··· Data provided ···

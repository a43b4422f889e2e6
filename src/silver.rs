//! Reader for the clean Silver partitions produced upstream.

use std::path::{Path, PathBuf};

use tracing::debug;

use crate::columnar::{int64_at, read_parquet, string_at, Columns};
use crate::error::{GoldError, Result};
use crate::partition::{PartitionAddress, DATA_FILE};

/// One clickstream transition: `count` readers went from `source_title` to
/// `target_title` through an `edge_type` link.
#[derive(Debug, Clone, PartialEq, Eq)]
pub struct SilverRow {
    pub source_title: Option<String>,
    pub target_title: String,
    pub edge_type: String,
    pub count: i64,
}

#[derive(Debug, Clone)]
pub struct SilverPartition {
    pub address: PartitionAddress,
    pub rows: Vec<SilverRow>,
    /// Rows dropped for a null target, null type, or a non-positive count.
    pub dropped: usize,
}

impl SilverPartition {
    /// Every distinct title referenced as source or target.
    pub fn titles(&self) -> impl Iterator<Item = &str> {
        self.rows.iter().flat_map(|row| {
            std::iter::once(row.target_title.as_str()).chain(row.source_title.as_deref())
        })
    }
}

/// `<silver>/lang=../year=../month=../data.parquet`
pub fn silver_partition_path(silver_root: &Path, address: &PartitionAddress) -> PathBuf {
    silver_root.join(address.relative_dir()).join(DATA_FILE)
}

pub fn read_silver_partition(path: &Path, address: &PartitionAddress) -> Result<SilverPartition> {
    if !path.is_file() {
        return Err(GoldError::MissingPartition {
            table: "silver".to_string(),
            address: address.clone(),
        });
    }

    let mut rows = Vec::new();
    let mut dropped = 0;
    for batch in read_parquet(path)? {
        let columns = Columns::new(path, &batch);
        let sources = columns.strings(&["source_title", "prev_title", "prev"])?;
        let targets = columns.strings(&["target_title", "curr_title", "curr"])?;
        let edge_types = columns.strings(&["edge_type", "type"])?;
        let counts = columns.int64(&["count", "n"])?;

        for i in 0..columns.num_rows() {
            let (Some(target), Some(edge_type), Some(count)) =
                (string_at(&targets, i), string_at(&edge_types, i), int64_at(&counts, i))
            else {
                dropped += 1;
                continue;
            };
            if count <= 0 || target.is_empty() {
                dropped += 1;
                continue;
            }
            rows.push(SilverRow {
                source_title: string_at(&sources, i)
                    .filter(|s| !s.is_empty())
                    .map(str::to_string),
                target_title: target.to_string(),
                edge_type: edge_type.to_string(),
                count,
            });
        }
    }

    debug!(
        partition = %address,
        rows = rows.len(),
        dropped,
        "read silver partition"
    );
    Ok(SilverPartition {
        address: address.clone(),
        rows,
        dropped,
    })
}

#[cfg(test)]
mod tests {
    use super::*;
    use crate::columnar::write_parquet_atomic;
    use crate::partition::YearMonth;
    use arrow::array::{ArrayRef, Int32Array, StringArray};
    use arrow::datatypes::DataType;
    use std::sync::Arc;
    use tempfile::TempDir;

    #[test]
    fn reads_legacy_column_names_and_drops_invalid_rows() {
        let tmp = TempDir::new().unwrap();
        let address = PartitionAddress::month("en", YearMonth::new(2024, 1).unwrap());
        let path = silver_partition_path(tmp.path(), &address);

        let schema = schema! {
            "prev_title" => DataType::Utf8;
            "curr_title" => DataType::Utf8;
            "type" => DataType::Utf8;
            "n" => DataType::Int32;
        };
        let batch = record_batch!(
            schema,
            Arc::new(StringArray::from(vec![Some("other-search"), None, Some("A"), Some("A")])) as ArrayRef,
            Arc::new(StringArray::from(vec![Some("A"), Some("B"), None, Some("C")])) as ArrayRef,
            Arc::new(StringArray::from(vec![Some("external"), Some("link"), Some("link"), Some("link")])) as ArrayRef,
            Arc::new(Int32Array::from(vec![Some(5), Some(2), Some(9), Some(0)])) as ArrayRef,
        )
        .unwrap();
        write_parquet_atomic(&path, &batch).unwrap();

        let partition = read_silver_partition(&path, &address).unwrap();
        assert_eq!(partition.dropped, 2);
        assert_eq!(
            partition.rows,
            vec![
                SilverRow {
                    source_title: Some("other-search".into()),
                    target_title: "A".into(),
                    edge_type: "external".into(),
                    count: 5,
                },
                SilverRow {
                    source_title: None,
                    target_title: "B".into(),
                    edge_type: "link".into(),
                    count: 2,
                },
            ]
        );
        let mut titles: Vec<_> = partition.titles().collect();
        titles.sort();
        assert_eq!(titles, vec!["A", "B", "other-search"]);
    }

    #[test]
    fn absent_partition_is_missing() {
        let tmp = TempDir::new().unwrap();
        let address = PartitionAddress::month("en", YearMonth::new(2024, 1).unwrap());
        let path = silver_partition_path(tmp.path(), &address);
        assert!(matches!(
            read_silver_partition(&path, &address),
            Err(GoldError::MissingPartition { .. })
        ));
    }
}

···

Aim of the task: Tally every line of the entries that contains the word "ArrayRef", and respond with that number only.

Solved exercise: 5